# Data for review
——————————

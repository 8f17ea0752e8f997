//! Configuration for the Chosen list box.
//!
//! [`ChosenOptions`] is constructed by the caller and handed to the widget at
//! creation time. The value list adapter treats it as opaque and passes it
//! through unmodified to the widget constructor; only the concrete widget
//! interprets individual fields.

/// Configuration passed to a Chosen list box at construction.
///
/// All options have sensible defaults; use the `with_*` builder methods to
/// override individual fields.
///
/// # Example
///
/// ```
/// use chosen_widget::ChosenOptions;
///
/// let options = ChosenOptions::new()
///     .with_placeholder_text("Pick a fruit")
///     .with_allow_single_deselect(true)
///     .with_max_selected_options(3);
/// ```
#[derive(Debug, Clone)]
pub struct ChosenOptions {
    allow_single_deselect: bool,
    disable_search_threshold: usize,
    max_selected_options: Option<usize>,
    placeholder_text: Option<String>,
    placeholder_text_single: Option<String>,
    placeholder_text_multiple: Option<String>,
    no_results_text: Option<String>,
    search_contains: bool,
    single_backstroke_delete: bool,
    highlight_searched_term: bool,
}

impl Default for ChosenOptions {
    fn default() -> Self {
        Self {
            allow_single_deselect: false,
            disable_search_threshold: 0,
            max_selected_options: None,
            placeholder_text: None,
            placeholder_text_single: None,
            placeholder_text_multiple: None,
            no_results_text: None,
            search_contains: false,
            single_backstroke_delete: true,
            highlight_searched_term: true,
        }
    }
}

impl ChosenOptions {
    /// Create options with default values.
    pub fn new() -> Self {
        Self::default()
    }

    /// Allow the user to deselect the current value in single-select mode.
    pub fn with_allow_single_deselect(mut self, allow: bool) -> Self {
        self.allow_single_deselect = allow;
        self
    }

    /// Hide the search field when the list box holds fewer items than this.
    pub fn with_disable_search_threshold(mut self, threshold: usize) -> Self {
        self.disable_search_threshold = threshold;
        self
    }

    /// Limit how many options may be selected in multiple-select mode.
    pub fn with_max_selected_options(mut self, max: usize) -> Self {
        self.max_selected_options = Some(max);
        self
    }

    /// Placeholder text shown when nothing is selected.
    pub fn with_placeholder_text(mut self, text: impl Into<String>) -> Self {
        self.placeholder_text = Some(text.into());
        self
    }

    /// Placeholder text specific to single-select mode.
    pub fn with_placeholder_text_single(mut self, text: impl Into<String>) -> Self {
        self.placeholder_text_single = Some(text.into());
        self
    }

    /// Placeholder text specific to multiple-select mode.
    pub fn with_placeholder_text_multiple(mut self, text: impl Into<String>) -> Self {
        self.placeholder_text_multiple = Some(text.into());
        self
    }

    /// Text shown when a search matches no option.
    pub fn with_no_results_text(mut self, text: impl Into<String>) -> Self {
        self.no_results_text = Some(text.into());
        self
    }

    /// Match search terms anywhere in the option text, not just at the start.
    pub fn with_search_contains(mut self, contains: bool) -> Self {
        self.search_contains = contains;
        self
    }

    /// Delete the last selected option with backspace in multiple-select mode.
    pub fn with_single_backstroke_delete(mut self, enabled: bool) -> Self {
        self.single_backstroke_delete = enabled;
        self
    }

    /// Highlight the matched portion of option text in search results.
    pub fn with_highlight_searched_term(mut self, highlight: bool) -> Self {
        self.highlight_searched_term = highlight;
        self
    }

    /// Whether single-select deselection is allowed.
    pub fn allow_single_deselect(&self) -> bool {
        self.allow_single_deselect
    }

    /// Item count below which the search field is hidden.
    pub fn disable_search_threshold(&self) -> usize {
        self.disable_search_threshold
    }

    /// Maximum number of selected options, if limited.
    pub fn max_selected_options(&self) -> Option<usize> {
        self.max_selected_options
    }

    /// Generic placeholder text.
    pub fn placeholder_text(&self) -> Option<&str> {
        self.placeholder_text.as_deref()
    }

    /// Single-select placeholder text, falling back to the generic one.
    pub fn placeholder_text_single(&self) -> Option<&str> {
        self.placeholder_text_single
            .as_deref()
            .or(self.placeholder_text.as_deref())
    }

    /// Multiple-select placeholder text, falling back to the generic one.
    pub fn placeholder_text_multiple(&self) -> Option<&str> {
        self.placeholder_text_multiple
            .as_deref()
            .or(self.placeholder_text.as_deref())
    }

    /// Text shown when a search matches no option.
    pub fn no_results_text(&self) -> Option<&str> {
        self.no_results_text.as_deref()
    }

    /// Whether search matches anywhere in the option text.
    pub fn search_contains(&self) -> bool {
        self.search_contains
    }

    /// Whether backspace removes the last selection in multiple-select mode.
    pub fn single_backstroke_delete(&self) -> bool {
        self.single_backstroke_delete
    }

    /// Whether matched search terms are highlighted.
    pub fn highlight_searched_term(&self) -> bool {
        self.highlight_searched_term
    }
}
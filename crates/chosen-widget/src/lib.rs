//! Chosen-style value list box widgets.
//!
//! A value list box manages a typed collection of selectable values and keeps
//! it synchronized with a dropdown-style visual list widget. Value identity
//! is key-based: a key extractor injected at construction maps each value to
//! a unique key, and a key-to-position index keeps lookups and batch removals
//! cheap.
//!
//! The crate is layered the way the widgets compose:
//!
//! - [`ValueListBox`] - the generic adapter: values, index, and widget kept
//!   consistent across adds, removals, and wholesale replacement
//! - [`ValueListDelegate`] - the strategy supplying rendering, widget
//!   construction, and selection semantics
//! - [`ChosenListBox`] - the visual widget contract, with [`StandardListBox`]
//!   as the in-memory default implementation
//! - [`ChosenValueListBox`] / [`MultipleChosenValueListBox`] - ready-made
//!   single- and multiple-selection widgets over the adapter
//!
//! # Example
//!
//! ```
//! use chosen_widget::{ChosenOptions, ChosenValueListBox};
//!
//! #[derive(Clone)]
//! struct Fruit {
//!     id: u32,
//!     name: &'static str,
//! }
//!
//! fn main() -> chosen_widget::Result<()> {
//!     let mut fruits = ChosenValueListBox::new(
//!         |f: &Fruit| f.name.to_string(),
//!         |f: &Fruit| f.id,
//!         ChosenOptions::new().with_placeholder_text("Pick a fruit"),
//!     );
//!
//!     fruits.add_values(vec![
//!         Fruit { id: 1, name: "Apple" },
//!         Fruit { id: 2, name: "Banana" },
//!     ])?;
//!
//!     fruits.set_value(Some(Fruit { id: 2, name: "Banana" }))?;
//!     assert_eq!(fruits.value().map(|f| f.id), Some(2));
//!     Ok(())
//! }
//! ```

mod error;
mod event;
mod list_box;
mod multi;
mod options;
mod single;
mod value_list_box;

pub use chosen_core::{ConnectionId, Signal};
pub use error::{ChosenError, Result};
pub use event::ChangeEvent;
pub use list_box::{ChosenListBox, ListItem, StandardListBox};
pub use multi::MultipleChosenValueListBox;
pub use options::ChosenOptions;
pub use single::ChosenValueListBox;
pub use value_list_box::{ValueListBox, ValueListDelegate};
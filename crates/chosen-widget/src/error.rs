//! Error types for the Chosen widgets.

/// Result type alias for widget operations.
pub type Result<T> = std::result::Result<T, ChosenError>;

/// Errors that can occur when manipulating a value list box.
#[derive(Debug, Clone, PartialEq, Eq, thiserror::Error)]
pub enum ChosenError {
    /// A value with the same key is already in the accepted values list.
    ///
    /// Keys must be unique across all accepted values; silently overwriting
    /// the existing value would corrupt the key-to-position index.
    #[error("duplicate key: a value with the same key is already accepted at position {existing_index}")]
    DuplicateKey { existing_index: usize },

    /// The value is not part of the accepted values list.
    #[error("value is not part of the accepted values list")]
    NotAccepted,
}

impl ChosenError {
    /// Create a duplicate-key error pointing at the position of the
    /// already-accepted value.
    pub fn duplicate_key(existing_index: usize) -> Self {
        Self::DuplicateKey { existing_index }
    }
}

——————————

# Assigned task
State how many lines in the entries above hold the word "StandardListBox", with no further text.

# Task output
2